• _Instructions to follow_: The line containing "active database ID" marks the end: write out exactly every line from the first line of the data below through that line, and only those.

+++ Source material +++

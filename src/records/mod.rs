//! Records module - persistence of submitted applications.
//!
//! - `properties` - Notion property JSON for the applications database
//! - `notion` - `RecordStore` over the Notion REST API
//! - `database_id` - on-disk cache of the active database ID
//! - `directory` - resolves the active database and saves submissions

pub mod database_id;
pub mod directory;
pub mod notion;
pub mod properties;

pub use database_id::DatabaseIdStore;
pub use directory::{ConnectionProbe, RecordDirectory, SavedApplication};
pub use notion::NotionClient;

use async_trait::async_trait;
use chrono::NaiveDateTime;
use serde::{Deserialize, Serialize};
use thiserror::Error;
use utoipa::ToSchema;

use crate::document::ApplicationId;
use crate::form::FormRecord;

pub const STATUS_PENDING: &str = "Pending Review";
pub const STATUS_APPROVED: &str = "Approved";
pub const STATUS_REJECTED: &str = "Rejected";

/// Marker Notion puts in the error message when a page ID is used as a
/// database ID.
const PAGE_NOT_DATABASE: &str = "is a page, not a database";

/// Canonical hyphenated form of a Notion page ID, or `None` when `raw` is
/// not a UUID. Page IDs end up in request paths, so nothing else gets through.
pub fn normalize_page_id(raw: &str) -> Option<String> {
    uuid::Uuid::parse_str(raw.trim())
        .ok()
        .map(|id| id.hyphenated().to_string())
}

#[derive(Debug, Error)]
pub enum StoreError {
    #[error("Notion not configured")]
    NotConfigured,
    #[error("request to Notion failed: {0}")]
    Http(#[from] reqwest::Error),
    #[error("Notion API error ({status} {code}): {message}")]
    Api {
        status: u16,
        code: String,
        message: String,
    },
    #[error("unexpected Notion response: {0}")]
    UnexpectedResponse(String),
    #[error("failed to create database: {0}")]
    DatabaseCreation(Box<StoreError>),
}

impl StoreError {
    /// Notion rejected a database call because the ID belongs to a page.
    pub fn is_page_not_database(&self) -> bool {
        match self {
            StoreError::Api { message, .. } => message.contains(PAGE_NOT_DATABASE),
            _ => false,
        }
    }

    pub fn is_not_found(&self) -> bool {
        matches!(self, StoreError::Api { status: 404, .. })
    }
}

/// One stored application as shown in the admin panel.
#[derive(Debug, Clone, Default, PartialEq, Serialize, Deserialize, ToSchema)]
pub struct ApplicationRecord {
    /// Notion page ID.
    pub id: String,
    pub student_name: String,
    pub email: String,
    pub phone: String,
    pub date_of_birth: String,
    pub address: String,
    pub guardian_name: String,
    pub guardian_phone: String,
    pub relation: String,
    pub room_number: String,
    pub admission_date: String,
    pub stay_duration: String,
    pub emergency_contact: String,
    #[schema(example = "Pending Review")]
    pub status: String,
    pub submission_date: String,
    #[schema(example = "HA-20250115143000")]
    pub application_id: String,
}

/// Partial update of a stored application. Absent or empty fields are left
/// untouched.
#[derive(Debug, Clone, Default, Serialize, Deserialize, ToSchema)]
pub struct ApplicationUpdate {
    pub student_name: Option<String>,
    pub email: Option<String>,
    pub phone: Option<String>,
    pub date_of_birth: Option<String>,
    pub address: Option<String>,
    pub guardian_name: Option<String>,
    pub guardian_phone: Option<String>,
    pub relation: Option<String>,
    pub room_number: Option<String>,
    pub admission_date: Option<String>,
    pub stay_duration: Option<String>,
    pub emergency_contact: Option<String>,
    pub status: Option<String>,
}

impl ApplicationUpdate {
    pub fn status(status: impl Into<String>) -> Self {
        Self {
            status: Some(status.into()),
            ..Default::default()
        }
    }
}

#[derive(Debug, Clone, PartialEq, Eq, Serialize, ToSchema)]
pub struct DatabaseInfo {
    pub id: String,
    pub title: String,
}

#[derive(Debug, Clone, PartialEq, Eq, Serialize, ToSchema)]
pub struct PageInfo {
    pub id: String,
    pub title: String,
}

/// Everything the service needs from the record store.
#[async_trait]
pub trait RecordStore {
    async fn retrieve_database(&self, database_id: &str) -> Result<DatabaseInfo, StoreError>;

    /// Create the applications database as a child of `parent_page_id`.
    async fn create_database(&self, parent_page_id: &str) -> Result<DatabaseInfo, StoreError>;

    async fn retrieve_page(&self, page_id: &str) -> Result<PageInfo, StoreError>;

    /// Store one submission and return the new page ID.
    async fn create_application(
        &self,
        database_id: &str,
        form: &FormRecord,
        application_id: &ApplicationId,
        submitted_at: NaiveDateTime,
    ) -> Result<String, StoreError>;

    /// All applications, newest submission first, optionally restricted to one
    /// status.
    async fn query_applications(
        &self,
        database_id: &str,
        status: Option<&str>,
    ) -> Result<Vec<ApplicationRecord>, StoreError>;

    async fn get_application(&self, page_id: &str) -> Result<ApplicationRecord, StoreError>;

    async fn update_application(&self, page_id: &str, update: &ApplicationUpdate) -> Result<(), StoreError>;

    async fn archive_application(&self, page_id: &str) -> Result<(), StoreError>;
}
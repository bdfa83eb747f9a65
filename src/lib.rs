use actix_cors::Cors;
use actix_files::{Files, NamedFile};
use actix_web::middleware::Compress;
use actix_web::{web, App, HttpResponse, HttpServer, Responder};
use actix_web_prometheus::PrometheusMetricsBuilder;
use anyhow::Context;
use serde::{Deserialize, Serialize};
use utoipa::{OpenApi, ToSchema};
use utoipa_swagger_ui::SwaggerUi;

pub mod admin;
pub mod config;
pub mod db;
pub mod document;
pub mod form;
pub mod messaging;
pub mod records;
pub mod submission;

pub use crate::config::AppConfig;
pub use crate::db::AppState;

#[derive(Debug, Serialize, Deserialize, ToSchema)]
pub struct ErrorResponse {
    pub success: bool,
    pub error: String,
    pub error_type: String,
    pub timestamp: String,
}

impl ErrorResponse {
    pub fn new(error_type: &str, message: &str) -> Self {
        Self {
            success: false,
            error: message.to_string(),
            error_type: error_type.to_string(),
            timestamp: chrono::Utc::now().to_rfc3339(),
        }
    }

    pub fn not_found(message: &str) -> Self {
        Self::new("NotFound", message)
    }

    pub fn bad_request(message: &str) -> Self {
        Self::new("BadRequest", message)
    }

    pub fn internal_error(message: &str) -> Self {
        Self::new("InternalServerError", message)
    }

    pub fn service_unavailable(message: &str) -> Self {
        Self::new("ServiceUnavailable", message)
    }
}

#[derive(Debug, Serialize, ToSchema)]
pub struct HealthResponse {
    pub success: bool,
    pub status: String,
    pub notion_configured: bool,
    pub telegram_configured: bool,
}

#[utoipa::path(
    get,
    path = "/health",
    tag = "Health",
    responses(
        (status = 200, description = "Service is up", body = HealthResponse)
    )
)]
pub async fn health(state: web::Data<AppState>) -> impl Responder {
    HttpResponse::Ok().json(HealthResponse {
        success: true,
        status: "ok".to_string(),
        notion_configured: state.records.is_some(),
        telegram_configured: state.config.telegram.is_some(),
    })
}

async fn index_page(state: web::Data<AppState>) -> actix_web::Result<NamedFile> {
    Ok(NamedFile::open(state.config.static_dir.join("index.html"))?)
}

async fn admin_page(state: web::Data<AppState>) -> actix_web::Result<NamedFile> {
    Ok(NamedFile::open(state.config.static_dir.join("admin.html"))?)
}

#[derive(OpenApi)]
#[openapi(
    paths(
        crate::health,
        crate::submission::handlers::submit_application,
        crate::admin::handlers::list_applications,
        crate::admin::handlers::get_application,
        crate::admin::handlers::update_application,
        crate::admin::handlers::update_application_status,
        crate::admin::handlers::delete_application,
        crate::admin::handlers::test_database,
        crate::admin::handlers::get_stats,
        crate::admin::handlers::export_applications,
        crate::admin::handlers::bulk_update_status,
        crate::admin::database::notion_test,
        crate::admin::database::create_notion_database,
        crate::admin::database::get_database_info
    ),
    components(
        schemas(
            ErrorResponse,
            HealthResponse,
            form::FormRecord,
            document::AttachmentKind,
            document::SkippedPage,
            submission::models::SubmissionResponse,
            submission::models::SubmissionFailure,
            records::ApplicationRecord,
            records::ApplicationUpdate,
            db::ApplicationStats,
            admin::export::ExportFormat,
            admin::models::StatusUpdateRequest,
            admin::models::ExportRequest,
            admin::models::BulkUpdateRequest,
            admin::models::ApplicationListResponse,
            admin::models::ApplicationResponse,
            admin::models::MessageResponse,
            admin::models::StatsResponse,
            admin::models::ExportResponse,
            admin::models::BulkUpdateResponse,
            admin::models::DatabaseStatusResponse,
            admin::models::ConnectionTestResponse,
            admin::models::CreateDatabaseResponse,
        )
    ),
    tags(
        (name = "Submission", description = "Admission form submission."),
        (name = "Admin", description = "Application review and export endpoints."),
        (name = "Notion", description = "Notion connection and database setup."),
        (name = "Health", description = "Liveness probe.")
    )
)]
pub struct ApiDoc;

/// Register every JSON endpoint. Static pages, metrics and Swagger UI are
/// added by `run`.
pub fn configure_api(cfg: &mut web::ServiceConfig) {
    cfg.service(web::resource("/health").route(web::get().to(health)))
        .configure(submission::config)
        .configure(admin::database::config)
        .configure(admin::handlers::config);
}

/// Request body limits for JSON and raw payload extractors.
pub fn body_limits(max_body_bytes: usize) -> impl FnOnce(&mut web::ServiceConfig) {
    move |cfg| {
        cfg.app_data(web::PayloadConfig::new(max_body_bytes))
            .app_data(web::JsonConfig::default().limit(max_body_bytes));
    }
}

pub async fn run() -> anyhow::Result<()> {
    dotenvy::dotenv().ok();
    env_logger::Builder::from_env(env_logger::Env::default().default_filter_or("info")).init();

    let config = AppConfig::from_env().context("invalid configuration")?;
    let bind = (config.bind_address.clone(), config.port);
    let static_dir = config.static_dir.clone();
    let max_body_bytes = config.max_body_bytes;

    let app_state = web::Data::new(
        AppState::new_with_config(config)
            .await
            .context("failed to initialize application state")?,
    );

    let prometheus = PrometheusMetricsBuilder::new("hostel_admission_server")
        .endpoint("/metrics")
        .build()
        .map_err(|e| anyhow::anyhow!("failed to create Prometheus metrics middleware: {e}"))?;

    log::info!("Starting server at http://{}:{}", bind.0, bind.1);

    HttpServer::new(move || {
        App::new()
            .wrap(Compress::default())
            .wrap(prometheus.clone())
            .wrap(Cors::permissive())
            .app_data(app_state.clone())
            .configure(body_limits(max_body_bytes))
            .configure(configure_api)
            .service(SwaggerUi::new("/swagger-ui/{_:.*}").url("/api-doc/openapi.json", ApiDoc::openapi()))
            .service(web::resource("/").route(web::get().to(index_page)))
            .service(web::resource("/admin").route(web::get().to(admin_page)))
            .service(Files::new("/static", static_dir.clone()))
    })
    .keep_alive(actix_web::http::KeepAlive::Os)
    .bind(bind)
    .context("failed to bind server address")?
    .run()
    .await
    .context("server terminated with an error")
}
#[actix_web::main]
async fn main() -> anyhow::Result<()> {
    hostel_admission_server::run().await
}
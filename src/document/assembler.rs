//! Document assembly: composes attachment pages, plans page numbers, renders
//! the summary page and hands everything to the PDF writer in a fixed order.

use chrono::{Local, NaiveDateTime};

use super::common::{filename_prefix, ApplicationId};
use super::image_page::{render_image_page, ImagePage};
use super::layout::{render_summary_page, AttachmentEntry, RenderContext};
use super::writer::{write_pdf, PdfPage};
use super::{AttachmentKind, BuildError, GeneratedDocument, PageKind, SkippedPage};
use crate::form::models::FormRecord;

pub const DEFAULT_INSTITUTION_NAME: &str = "Navadaya Girls Hostel";
pub const DEFAULT_FORM_TITLE: &str = "Student Admission Form";
pub const DEFAULT_CONTACT_EMAIL: &str = "admission@university.edu";

/// Institution text printed on every document.
#[derive(Debug, Clone, PartialEq, Eq)]
pub struct DocumentBranding {
    pub institution_name: String,
    pub form_title: String,
    pub contact_email: String,
}

impl Default for DocumentBranding {
    fn default() -> Self {
        Self {
            institution_name: DEFAULT_INSTITUTION_NAME.to_string(),
            form_title: DEFAULT_FORM_TITLE.to_string(),
            contact_email: DEFAULT_CONTACT_EMAIL.to_string(),
        }
    }
}

impl DocumentBranding {
    /// Prefix used in generated file names, e.g. `NavadayaGirlsHostel`.
    pub fn file_prefix(&self) -> String {
        filename_prefix(&self.institution_name)
    }
}

/// Builds admission documents with a fixed branding.
#[derive(Debug, Clone, Default)]
pub struct DocumentBuilder {
    branding: DocumentBranding,
}

impl DocumentBuilder {
    pub fn new(branding: DocumentBranding) -> Self {
        Self { branding }
    }

    pub fn branding(&self) -> &DocumentBranding {
        &self.branding
    }

    /// Build a document stamped with the current local time.
    pub fn build(&self, form: &FormRecord) -> Result<GeneratedDocument, BuildError> {
        self.build_at(form, Local::now().naive_local())
    }

    /// Build a document as of `generated_at`. The application ID is derived
    /// from the same instant.
    pub fn build_at(&self, form: &FormRecord, generated_at: NaiveDateTime) -> Result<GeneratedDocument, BuildError> {
        let application_id = ApplicationId::from_time(&generated_at.and_utc());
        let ctx = RenderContext {
            application_id: &application_id,
            generated_at,
            branding: &self.branding,
        };

        let mut attachment_pages = Vec::new();
        let mut skipped = Vec::new();
        for job in attachment_jobs(form) {
            match render_image_page(job.kind, job.data_uri, job.index, job.total, form, &ctx) {
                Ok(page) => attachment_pages.push(page),
                Err(e) => {
                    log::warn!(
                        "Skipping {} page {}/{} for {}: {}",
                        job.kind,
                        job.index + 1,
                        job.total,
                        application_id,
                        e
                    );
                    skipped.push(SkippedPage {
                        kind: job.kind,
                        index: job.index + 1,
                        reason: e.to_string(),
                    });
                }
            }
        }

        let entries = plan_attachment_entries(form, &attachment_pages);
        let summary = render_summary_page(form, &ctx, &entries);

        let mut pages = Vec::with_capacity(attachment_pages.len() + 1);
        let mut kinds = Vec::with_capacity(attachment_pages.len() + 1);
        pages.push(PdfPage {
            spec: &summary,
            image: None,
        });
        kinds.push(PageKind::Summary);
        for page in &attachment_pages {
            pages.push(PdfPage {
                spec: &page.spec,
                image: Some(&page.image),
            });
            kinds.push(PageKind::from(page.kind));
        }

        let pdf = write_pdf(&pages, &self.branding.form_title)?;

        log::info!(
            "Built document {} ({} pages, {} skipped, {} bytes)",
            application_id,
            kinds.len(),
            skipped.len(),
            pdf.len()
        );

        Ok(GeneratedDocument {
            pdf,
            application_id,
            pages: kinds,
            skipped,
        })
    }
}

/// Build a document with the default branding.
pub fn build_document(form: &FormRecord) -> Result<GeneratedDocument, BuildError> {
    DocumentBuilder::default().build(form)
}

struct AttachmentJob<'a> {
    kind: AttachmentKind,
    data_uri: &'a str,
    index: usize,
    total: usize,
}

/// Attachment pages in emission order: photo, each ID proof, signature.
fn attachment_jobs(form: &FormRecord) -> Vec<AttachmentJob<'_>> {
    let mut jobs = Vec::new();

    if let Some(photo) = form.student_photo() {
        jobs.push(AttachmentJob {
            kind: AttachmentKind::Photo,
            data_uri: photo,
            index: 0,
            total: 1,
        });
    }

    let proofs = form.id_proofs();
    let total = proofs.len();
    for (index, proof) in proofs.into_iter().enumerate() {
        jobs.push(AttachmentJob {
            kind: AttachmentKind::IdProof,
            data_uri: proof,
            index,
            total,
        });
    }

    if let Some(signature) = form.signature() {
        jobs.push(AttachmentJob {
            kind: AttachmentKind::Signature,
            data_uri: signature,
            index: 0,
            total: 1,
        });
    }

    jobs
}

/// Attachment lines for the summary page, numbered from the pages that
/// actually rendered. The summary itself is page 1.
fn plan_attachment_entries(form: &FormRecord, rendered: &[ImagePage]) -> Vec<AttachmentEntry> {
    let page_numbers = |kind: AttachmentKind| -> Vec<usize> {
        rendered
            .iter()
            .enumerate()
            .filter(|(_, page)| page.kind == kind)
            .map(|(position, _)| position + 2)
            .collect()
    };

    let mut entries = Vec::new();

    if form.student_photo().is_some() {
        entries.push(AttachmentEntry::Photo {
            page: page_numbers(AttachmentKind::Photo).first().copied(),
        });
    }

    let submitted_proofs = form.id_proofs().len();
    if submitted_proofs > 0 {
        let pages = page_numbers(AttachmentKind::IdProof);
        let failed = submitted_proofs - pages.len();
        entries.push(AttachmentEntry::IdProofs { pages, failed });
    }

    if form.signature().is_some() {
        entries.push(AttachmentEntry::Signature {
            page: page_numbers(AttachmentKind::Signature).first().copied(),
        });
    }

    entries
}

+++

• _Solved exercise_:
filename src/records/mod.rs
//! Records module - persistence of submitted applications.
//!
//! - `properties` - Notion property JSON for the applications database
//! - `notion` - `RecordStore` over the Notion REST API
//! - `database_id` - on-disk cache of the active database ID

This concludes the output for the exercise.